Return the data below exactly, but only from the line containing "pub async fn remove_master(&self, master_id: MasterId)" through the line containing "response = self.send(self.client.build_list_cities()).await?;", with both of those lines included.
□ □ □ □
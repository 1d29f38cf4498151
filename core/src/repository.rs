//! Facade pairing `LumiClient` with a `Transport` and a caller identity.
//!
//! The caller is injected once at construction and attached to every
//! authenticated request. `with_caller` gives a copy acting for someone
//! else. Models come back exactly as the client parsed them.

use std::sync::Arc;

use tracing::debug;

use crate::client::{DateRange, LumiClient};
use crate::error::ApiError;
use crate::http::{HttpRequest, HttpResponse};
use crate::session::CallerId;
use crate::transport::Transport;
use crate::types::{
    Ack, Booking, BookingRequest, City, CityId, MasterDetail, MasterId, MasterSummary, ServiceId,
    TimeSlot,
};

pub struct Repository<T> {
    client: LumiClient,
    transport: Arc<T>,
    caller: CallerId,
}

impl<T> Clone for Repository<T> {
    fn clone(&self) -> Self {
        Self {
            client: self.client.clone(),
            transport: Arc::clone(&self.transport),
            caller: self.caller,
        }
    }
}

impl<T: Transport> Repository<T> {
    pub fn new(client: LumiClient, transport: T, caller: CallerId) -> Self {
        Self {
            client,
            transport: Arc::new(transport),
            caller,
        }
    }

    /// A repository sharing this one's transport but acting for `caller`.
    pub fn with_caller(&self, caller: CallerId) -> Self {
        Self {
            caller,
            ..self.clone()
        }
    }

    pub fn caller(&self) -> CallerId {
        self.caller
    }

    pub fn client(&self) -> &LumiClient {
        &self.client
    }

    /// Masters on the caller's own list.
    pub async fn masters(&self) -> Result<Vec<MasterSummary>, ApiError> {
        let response = self.send(self.client.build_list_masters(self.caller)).await?;
        self.client.parse_list_masters(response)
    }

    pub async fn master(&self, master_id: MasterId) -> Result<MasterDetail, ApiError> {
        let response = self
            .send(self.client.build_get_master(self.caller, master_id))
            .await?;
        self.client.parse_get_master(response)
    }

    pub async fn time_slots(
        &self,
        master_id: MasterId,
        service_id: ServiceId,
        range: DateRange,
    ) -> Result<Vec<TimeSlot>, ApiError> {
        let request = self
            .client
            .build_list_time_slots(self.caller, master_id, service_id, &range);
        let response = self.send(request).await?;
        self.client.parse_list_time_slots(response)
    }

    pub async fn book(&self, request: &BookingRequest) -> Result<Booking, ApiError> {
        let response = self
            .send(self.client.build_create_booking(self.caller, request)?)
            .await?;
        self.client.parse_create_booking(response)
    }

    pub async fn bookings(&self) -> Result<Vec<Booking>, ApiError> {
        let response = self.send(self.client.build_list_bookings(self.caller)).await?;
        self.client.parse_list_bookings(response)
    }

    pub async fn add_master(&self, master_id: MasterId) -> Result<Ack, ApiError> {
        let response = self
            .send(self.client.build_add_master(self.caller, master_id))
            .await?;
        self.client.parse_add_master(response)
    }

    pub async fn remove_master(&self, master_id: MasterId) -> Result<Ack, ApiError> {
        let response = self
            .send(self.client.build_remove_master(self.caller, master_id))
            .await?;
        self.client.parse_remove_master(response)
    }

    pub async fn cities(&self) -> Result<Vec<City>, ApiError> {
        let response = self.send(self.client.build_list_cities()).await?;
        self.client.parse_list_cities(response)
    }

    /// Masters in a city, excluding those already on the caller's list.
    pub async fn city_masters(&self, city_id: CityId) -> Result<Vec<MasterSummary>, ApiError> {
        let response = self
            .send(self.client.build_list_city_masters(self.caller, city_id))
            .await?;
        self.client.parse_list_city_masters(response)
    }

    async fn send(&self, request: HttpRequest) -> Result<HttpResponse, ApiError> {
        debug!(caller = %self.caller, method = %request.method, path = %request.path, "dispatching");
        self.transport.execute(request).await.inspect_err(|err| {
            debug!(caller = %self.caller, error = %err, "request failed before a response arrived");
        })
    }
}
□ □ □ □
- _Expected output_:
    pub async fn remove_master(&self, master_id: MasterId) -> Result<Ack, ApiError> {
        let response = self
            .send(self.client.build_remove_master(self.caller, master_id))
            .await?;
        self.client.parse_remove_master(response)
    }

    pub async fn cities(&self) -> Result<Vec<City>, ApiError> {
        let response = self.send(self.client.build_list_cities()).await?;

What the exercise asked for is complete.